Clinical applications
It has been demonstrated to be an effective treatment for depression and has been modified to treat other psychiatric disorders such as substance use disorders and eating disorders. It is incumbent upon the therapist in the treatment to quickly establish a therapeutic alliance with positive countertransference of warmth, empathy, affective attunement and positive regard for encouraging a positive transferential relationship, from which the patient is able to seek help from the therapist despite resistance. It is primarily used as a short-term therapy completed in 12–16 weeks, but it has also been used as a maintenance therapy for patients with recurrent depression. A shorter, 6-week therapy suited to primary care settings called Interpersonal counselling (IPC) has been derived from IPT.

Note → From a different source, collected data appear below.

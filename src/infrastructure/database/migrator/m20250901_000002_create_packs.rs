//! Create packs table

use sea_orm_migration::prelude::*;

#[derive(DeriveMigrationName)]
pub struct Migration;

#[async_trait::async_trait]
impl MigrationTrait for Migration {
    async fn up(&self, manager: &SchemaManager) -> Result<(), DbErr> {
        manager
            .create_table(
                Table::create()
                    .table(Packs::Table)
                    .if_not_exists()
                    .col(
                        ColumnDef::new(Packs::Id)
                            .integer()
                            .not_null()
                            .auto_increment()
                            .primary_key(),
                    )
                    .col(ColumnDef::new(Packs::Name).string().not_null())
                    .col(ColumnDef::new(Packs::Description).text())
                    .col(
                        ColumnDef::new(Packs::IncludedHours)
                            .integer()
                            .not_null()
                            .default(0),
                    )
                    .col(
                        ColumnDef::new(Packs::Price)
                            .big_integer()
                            .not_null()
                            .default(0),
                    )
                    .col(
                        ColumnDef::new(Packs::Currency)
                            .string_len(3)
                            .not_null()
                            .default("CLP"),
                    )
                    .col(
                        ColumnDef::new(Packs::IsActive)
                            .boolean()
                            .not_null()
                            .default(true),
                    )
                    .col(
                        ColumnDef::new(Packs::CreatedAt)
                            .timestamp_with_time_zone()
                            .not_null(),
                    )
                    .col(
                        ColumnDef::new(Packs::UpdatedAt)
                            .timestamp_with_time_zone()
                            .not_null(),
                    )
                    .to_owned(),
            )
            .await?;

        manager
            .create_index(
                Index::create()
                    .name("idx_packs_is_active")
                    .table(Packs::Table)
                    .col(Packs::IsActive)
                    .to_owned(),
            )
            .await
    }

    async fn down(&self, manager: &SchemaManager) -> Result<(), DbErr> {
        manager
            .drop_table(Table::drop().table(Packs::Table).to_owned())
            .await
    }
}

#[derive(Iden)]
pub enum Packs {
    Table,
    Id,
    Name,
    Description,
    IncludedHours,
    Price,
    Currency,
    IsActive,
    CreatedAt,
    UpdatedAt,
}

Interpersonal psychotherapy has been found to be an effective treatment for the following:
 Bipolar disorder
 Bulimia nervosa
 Major depressive disorder
 Post-partum depression

Adolescents
Although originally developed as an individual therapy for adults, IPT has been modified for use with adolescents and older adults.

IPT for children is based on the premise that depression occurs in the context of an individual's relationships regardless of its origins in biology or genetics. More specifically, depression affects people's relationships and these relationships further affect our mood. The IPT model identifies four general areas in which a person may be having relationship difficulties: 

 grief after the loss of a loved one;
 conflict in significant relationships, including a client's relationship with his or her own self; 
 difficulties adapting to changes in relationships or life circumstances; and
 difficulties stemming from social isolation.

The IPT therapist helps identify areas in need of skill-building to improve the client's relationships and decrease the depressive symptoms. Over time, the client learns to link changes in mood to events occurring in his/her relationships, communicate feelings and expectations for the relationships, and problem-solve solutions to difficulties in the relationships.

IPT has been adapted for the treatment of depressed adolescents (IPT-A) to address developmental issues most common to teenagers such as separation from parents, development of romantic relationships, and initial experience with death of a relative or friend. IPT-A helps the adolescent identify and develop more adaptive methods for dealing with the interpersonal issues associated with the onset or maintenance of their depression. IPT-A is typically a 12- to 16-week treatment. Although the treatment involves primarily individual sessions with the teenager, parents are asked to participate in a few sessions to receive education about depression, to address any relationship difficulties that may be occurring between the adolescent and his/her parents, and to help support the adolescent's treatment.

Elderly
IPT has been used as a psychotherapy for depressed elderly, with its emphasis on addressing interpersonally relevant problems. IPT appears especially well suited to the life changes that many people experience in their later years.